Oops, I Screwed Up!

Tags: Accountability, Coaching, Leadership Worth Sharing Blog

I don’t know about you but I have many, many priorities . . . and many, many people I’m personally responsible for. It’s not an excuse, it’s a fact. Keeping track of different emails and texts can be a challenge, especially if people have common names and common phone numbers. And in the spur of the moment and needing to move on to my next task, I can quickly send off a message I believe is going to the ‘right’ person just to find out later it went to the ‘wrong’ person…OOPS! Can you say “ouch” and “double ouch”?!

“Screw-Ups” Can Haunt Us . . . If We Let Them

In my opinion, this “oops” can make me look and feel like a fool. And in my self-critical head – and most people’s – that’s really the only opinion that counts!

Admittedly, this “oops” happens much less than before. But it still stings my pride when it happens.
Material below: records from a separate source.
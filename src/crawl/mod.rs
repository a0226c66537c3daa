// src/crawl/mod.rs
// =============================================================================
// This module handles website crawling.
//
// Features:
// - Breadth-first crawling starting from a root URL
// - Same-domain restriction (links to other hosts are never followed)
// - Each URL string is fetched at most once per queue position
// - One page at a time: no two fetches are ever in flight together
//
// Submodules:
// - engine: the visited set, the work queue and the crawl loop
// - fetch: the Fetcher trait and the reqwest-backed HttpFetcher
// - report: the lines printed while crawling
// =============================================================================

mod engine;
mod fetch;
mod report;

pub use engine::{CrawlConfig, CrawlSession};
pub use fetch::HttpFetcher;
pub use report::ConsoleReporter;
// src/crawl/engine.rs
// =============================================================================
// This module implements the crawl itself: a breadth-first walk over every
// same-domain page reachable from the root.
//
// How it works:
// 1. Announce the root, mark it visited, fetch it and queue its links
// 2. Look at the front of the queue
// 3. If that URL was never visited: announce it, fetch it, append its
//    links to the back of the queue, then mark it visited
// 4. Remove the front of the queue (visited or not) and repeat
// 5. Stop when the queue is empty
//
// Things worth knowing:
// - URLs are compared as plain strings. "https://example.com" and
//   "https://example.com/" are different pages as far as the crawl knows.
// - The same URL can sit in the queue many times; only its first
//   occurrence is fetched.
// - A page that cannot be fetched adds no links. A page whose body cannot
//   be read stops the whole crawl.
//
// Rust concepts:
// - Generics: the session works with any Fetcher and any CrawlReporter
// - VecDeque: FIFO queue with cheap push_back / pop_front
// - HashSet: O(1) "have we seen this URL?" checks
// =============================================================================

use std::collections::{HashSet, VecDeque};

use tracing::debug;

use super::fetch::{Fetcher, PageBody};
use super::report::CrawlReporter;
use crate::error::CrawlError;
use crate::extract::{extract_links, parse_document};
use crate::filter::{follow, CandidateUrl};

// Settings for one crawl
#[derive(Debug, Clone)]
pub struct CrawlConfig {
    /// The page the crawl starts from, exactly as the user typed it
    pub root: String,
}

// What a finished crawl did
#[derive(Debug, Clone, Default, PartialEq, Eq)]
pub struct CrawlSummary {
    pub visited: usize,
    pub failed_fetches: usize,
}

// All the state of a single crawl
//
// A new session is created for every crawl; nothing is shared between runs.
pub struct CrawlSession<F, R> {
    root: CandidateUrl,
    root_raw: String,
    fetcher: F,
    reporter: R,
    visited: HashSet<String>,
    queue: VecDeque<CandidateUrl>,
    summary: CrawlSummary,
}

impl<F: Fetcher, R: CrawlReporter> CrawlSession<F, R> {
    // Prepares a crawl; fails if the root URL does not parse
    pub fn new(config: &CrawlConfig, fetcher: F, reporter: R) -> Result<Self, CrawlError> {
        let root = CandidateUrl::parse(&config.root).map_err(|source| CrawlError::InvalidRoot {
            url: config.root.clone(),
            source,
        })?;

        Ok(Self {
            root,
            root_raw: config.root.clone(),
            fetcher,
            reporter,
            visited: HashSet::new(),
            queue: VecDeque::new(),
            summary: CrawlSummary::default(),
        })
    }

    // Crawls until the queue is empty
    pub async fn run(&mut self) -> Result<CrawlSummary, CrawlError> {
        self.start().await?;
        self.drain().await?;
        Ok(self.summary.clone())
    }

    // Announces the root and seeds the queue with its links
    //
    // The root is never announced as "Visiting"; it is marked visited under
    // the exact string the user gave.
    async fn start(&mut self) -> Result<(), CrawlError> {
        let root = self.root_raw.clone();
        self.reporter.starting(&root);
        self.visited.insert(root.clone());

        let links = self.links_from(&root).await?;
        self.queue.extend(links);
        Ok(())
    }

    async fn drain(&mut self) -> Result<(), CrawlError> {
        while let Some(next) = self.queue.front() {
            let url = next.to_string();

            if !self.visited.contains(&url) {
                self.reporter.visiting(&url);
                self.summary.visited += 1;

                let links = self.links_from(&url).await?;
                self.queue.extend(links);
                self.visited.insert(url);
            } else {
                debug!(url = %url, "already visited");
            }

            self.queue.pop_front();
        }
        Ok(())
    }

    // Fetches a page and returns the links worth following, in page order
    async fn links_from(&mut self, url: &str) -> Result<Vec<CandidateUrl>, CrawlError> {
        let body = match self.fetcher.get(url).await {
            Ok(body) => body,
            Err(e) => {
                debug!(url, error = %e, "fetch failed");
                self.reporter.fetch_failed(url);
                self.summary.failed_fetches += 1;
                return Ok(Vec::new());
            }
        };

        // One unreadable page ends the whole crawl. Skipping just this page
        // would be the gentler behavior if this is ever revisited.
        let html = body
            .into_text()
            .await
            .map_err(|source| CrawlError::HtmlParse {
                url: url.to_string(),
                source,
            })?;

        let document = parse_document(&html);
        let root = &self.root;
        let links = extract_links(&document)
            .filter_map(|link| {
                debug!(href = %link.href, text = %link.text, "found link");
                follow(&link.href, root)
            })
            .collect();

        Ok(links)
    }
}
I don’t like looking like I’m inept, incompetent, and don’t have my ‘house in order,’ ever!

Sending the ‘right’ email or text to the ‘wrong’ person or audience can create unnecessary confusion and even cause unnecessary anxiety. All of which could have been avoided if I were more careful and thoughtful.

So is my point to be more careful or thoughtful in everything you do? In a sense, yes, but the fact is we all make honest mistakes from time to time, even when we are careful. It’s how we “own” them and learn from our mistakes that count ten-fold more!  

Why We “Fear” Owning Our Mistakes

I’ll be the first to admit, it can be very hard to “own” mistakes when they happen. To accept that we, ourselves, are the culprit and no one else is a difficult thing to do. It stings, literally.

The bottom line is that our ‘defenses’ come up much faster than our ‘own-ness’ when it comes to making mistakes. Why is this so?

Get the picture?

Believe me, I am the ‘chief’ of playing out the ‘what if’s’ around my mistakes. That said, I’ve learned to not allow my crazy ‘what if’s’ and fears to stop me from owning my mistakes. Mind you, I still have moments of ‘grudge’ and denial, but now they are only moments versus episodes as in the past.

Owning Mistakes & Learning from them Shows your Level of Maturity and Humility!

The bottom line is that your mistakes don’t really define you! Your good intent, your honesty, your values, your character, your maturity and humility do!

Mistakes are a natural part of growing. We didn’t learn how to ride a bike without a few skinned knees. So please, don’t let a few mistakes get in the way of you taking action, communicating, doing what’s right, stepping out of your comfort zone, taking risks, living out your calling, or whatever else you’d like to say or do! Said differently, go for it!

How to ‘Own Up’ and Learn from our Mistakes

Here’s a few critical steps to acceptance, ownership and growth.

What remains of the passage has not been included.